China To Allow Foreign Investors to Trade Exchange Market Bonds in Plea to Stop the Bleeding

Chinese bonds saw outflows since the yield differential shrank with US rates rising coupled with the risks associated with China’s tacit approval of Russia invasion of the Ukraine. Global funds slashed their holdings of Chinese bonds. Goldman Sachs Group Inc. trimmed its bond inflow forecast for China to $100 billion this year, from as much as $140 billion. In response China will allow foreign institutional investors to trade bonds on its smaller exchange market. The PBOC said the move would “help expand capital inflows to China,” it added.

PBOC Headquarters

The Two Chinese Bond Markets

Interbank Bond Market

Foreign investors have been allowed since 2016 to invest in the country’s interbank bond market, which accounts for 86% of the China’s total domestic bonds. The other 14% is traded in the exchange market, according to a report last year by the International Capital Market Association and China’s Association of Financial Market Institutional Investors.

Exchange Market

The exchange market includes enterprise asset-backed securities which aren’t traded on the interbank market. China’s securities regulator plays the major role in regulating the exchange market, while the interbank market is mainly regulated by the PBOC.

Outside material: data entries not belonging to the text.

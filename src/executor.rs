//! Transition executor
//!
//! Applies a [`Command`] to the freshest snapshot of an entity. Eligibility is
//! always re-checked here; a decision the caller made earlier (for instance
//! when it rendered its controls) is never trusted.
use crate::eligibility::{Action, Command, Eligibility};
use crate::entity::{CurrentState, WorkflowEntity};
use crate::error::TransitionError;
use crate::record::TransitionRecord;
use crate::stage::StageStatus;
use crate::status::AggregateStatus;
use crate::ticket::TicketState;
use crate::types::{Identity, TimeStamp};

/// Result of a successful transition. Callers replace their copy of the
/// entity with `entity`; they never merge.
#[derive(Debug, Clone, PartialEq, Eq)]
pub struct Applied {
    pub entity: WorkflowEntity,
    pub record: TransitionRecord,
}

#[derive(Debug, Clone, Copy)]
pub struct Executor<'a> {
    eligibility: Eligibility<'a>,
}

impl<'a> Executor<'a> {
    pub fn new(eligibility: Eligibility<'a>) -> Self {
        Self { eligibility }
    }

    /// `fresh` is the latest snapshot read from the store, `seen_revision` the
    /// revision the actor was looking at when they chose the command.
    pub fn apply_action(
        &self,
        fresh: &WorkflowEntity,
        seen_revision: u64,
        actor: &Identity,
        command: Command,
        justification: Option<&str>,
    ) -> Result<Applied, TransitionError> {
        ensure_fresh(fresh, seen_revision)?;

        let prior = self.eligibility.current_state(fresh);
        self.eligibility.check_command(fresh, actor, &command)?;

        let note = justification.map(str::trim).filter(|note| !note.is_empty());
        if command.is_rejection() && note.is_none() {
            return Err(TransitionError::MissingJustification);
        }

        let action = command.action();
        let mut next = fresh.clone();
        let stage = match (prior, command) {
            (CurrentState::Staged(AggregateStatus::AwaitingStage(index)), Command::Approve) => {
                let skipped = self.eligibility.skip_flags(fresh);
                let stages = next.stages_mut();
                stages[index].resolve(StageStatus::Approved, actor);

                // Skipped stages are stamped by the approver who passes them,
                // so a later change of the skip predicate cannot reopen them.
                // The final approval also passes every skipped stage after it.
                let last_open = !stages
                    .iter()
                    .zip(&skipped)
                    .skip(index + 1)
                    .any(|(stage, skip)| !*skip && stage.status == StageStatus::Pending);
                let passed = if last_open { stages.len() } else { index };
                for (stage, _) in stages[..passed]
                    .iter_mut()
                    .zip(&skipped)
                    .filter(|(stage, skip)| **skip && stage.status == StageStatus::Pending)
                {
                    stage.resolve(StageStatus::Approved, actor);
                }
                next.lock();
                Some(next.stages()[index].name.clone())
            }
            (CurrentState::Staged(AggregateStatus::AwaitingStage(index)), Command::Reject) => {
                next.stages_mut()[index].resolve(StageStatus::Rejected, actor);
                next.lock();
                Some(next.stages()[index].name.clone())
            }
            (CurrentState::Lifecycle(state), Command::AssignTechnicians(technicians)) => {
                if let Some(ticket) = next.ticket_mut() {
                    ticket.set_technicians(technicians);
                    if state == TicketState::Open {
                        ticket.state = TicketState::Assigned;
                    }
                }
                if state == TicketState::Open {
                    next.lock();
                }
                None
            }
            (CurrentState::Lifecycle(_), Command::UpdateStatus(target)) => {
                if let Some(ticket) = next.ticket_mut() {
                    ticket.state = target;
                }
                next.lock();
                None
            }
            (CurrentState::Lifecycle(_), Command::ScheduleDate(date)) => {
                if let Some(ticket) = next.ticket_mut() {
                    ticket.scheduled_for = Some(date);
                }
                None
            }
            (_, Command::Edit(patch)) => {
                if let Some((body, _)) = patch.apply(fresh.body()) {
                    next.replace_body(body);
                }
                None
            }
            // check_command only admits the pairs handled above
            (state, _) => return Err(TransitionError::InvalidTransition { action, state }),
        };

        if let Some(note) = note {
            next.set_audit_note(note);
        }
        next.bump_revision();

        let record = TransitionRecord {
            entity_id: next.id().clone(),
            revision: next.revision(),
            actor: actor.clone(),
            action,
            prior,
            next: self.eligibility.current_state(&next),
            stage,
            justification: note.map(str::to_string),
            at: TimeStamp::new(),
        };

        tracing::debug!(
            entity_id = %record.entity_id,
            actor = %actor,
            action = ?action,
            revision = record.revision,
            prior = ?record.prior,
            next = ?record.next,
            "transition applied"
        );

        Ok(Applied {
            entity: next,
            record,
        })
    }

    /// Verify that `actor` may delete the entity. Removal itself is the
    /// store's job.
    pub fn authorize_delete(
        &self,
        fresh: &WorkflowEntity,
        seen_revision: u64,
        actor: &Identity,
    ) -> Result<(), TransitionError> {
        ensure_fresh(fresh, seen_revision)?;
        self.eligibility.check(fresh, actor, Action::Delete)
    }
}

fn ensure_fresh(fresh: &WorkflowEntity, seen_revision: u64) -> Result<(), TransitionError> {
    if fresh.revision() != seen_revision {
        tracing::warn!(
            entity_id = %fresh.id(),
            seen = seen_revision,
            current = fresh.revision(),
            "rejecting transition on a stale snapshot"
        );
        return Err(TransitionError::StaleEntityState {
            entity_id: fresh.id().clone(),
            seen: seen_revision,
            current: fresh.revision(),
        });
    }
    Ok(())
}
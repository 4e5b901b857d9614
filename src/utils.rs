//! Identifier generation

use crate::entity::EntityKind;
use crate::types::EntityId;
use bech32::Bech32m;
use uuid7::uuid7;

// construct a unique id then encode using bech32
pub fn new_uuid_to_bech32(hrp: &str) -> anyhow::Result<String> {
    let hrp = bech32::Hrp::parse(hrp)?;
    let encode = bech32::encode::<Bech32m>(hrp, uuid7().as_bytes())?;
    Ok(encode)
}

/// `claim_1...` for expense claims, `ticket_1...` for tickets.
pub fn new_entity_id(kind: EntityKind) -> anyhow::Result<EntityId> {
    Ok(EntityId::new(new_uuid_to_bech32(kind.id_prefix())?))
}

China will for the first time let qualified foreign institutional investors include central banks, sovereign funds, commercial banks and pension funds. These investors will now be allowed to invest in bonds on the exchange market, the People’s Bank of China (PBOC) said in a statement published on its website.

Chinese Bonds Dumped

Global funds sold record amounts of Chinese sovereign debt in February and March as their yield premium over Treasuries collapsed and money managers. The tacit approval of the Russian invasion of Ukraine adds to the Sovereign risk of this debt. China’s strict zero-Covid policy with widespread lockdowns since March always adds to the risk along with food and energy shortages fueling potential civil unrest. This factor has also factored into the CCP strict lockdowns.

Chinabond earlier this month showed foreign investors sold 42 billion yuan of Chinese government bonds in April. While the outflows narrowed from March, it marked a third straight month of selling by overseas funds. That was the longest string of monthly selloffs since 2015. 

The weakened Chinese Yuan also puts at risk any investments in China given the foreign Exchange loss potential. The offshore yuan fell 1.5% against the dollar last week, its biggest weekly drop since 2020.

Chinese Premier Li Keqiang’s pleas to arrest the grim slide facing China’s economy this week highlights the risks the China is facing amid stringent covid lockdowns, a property credit crisis and waning exports.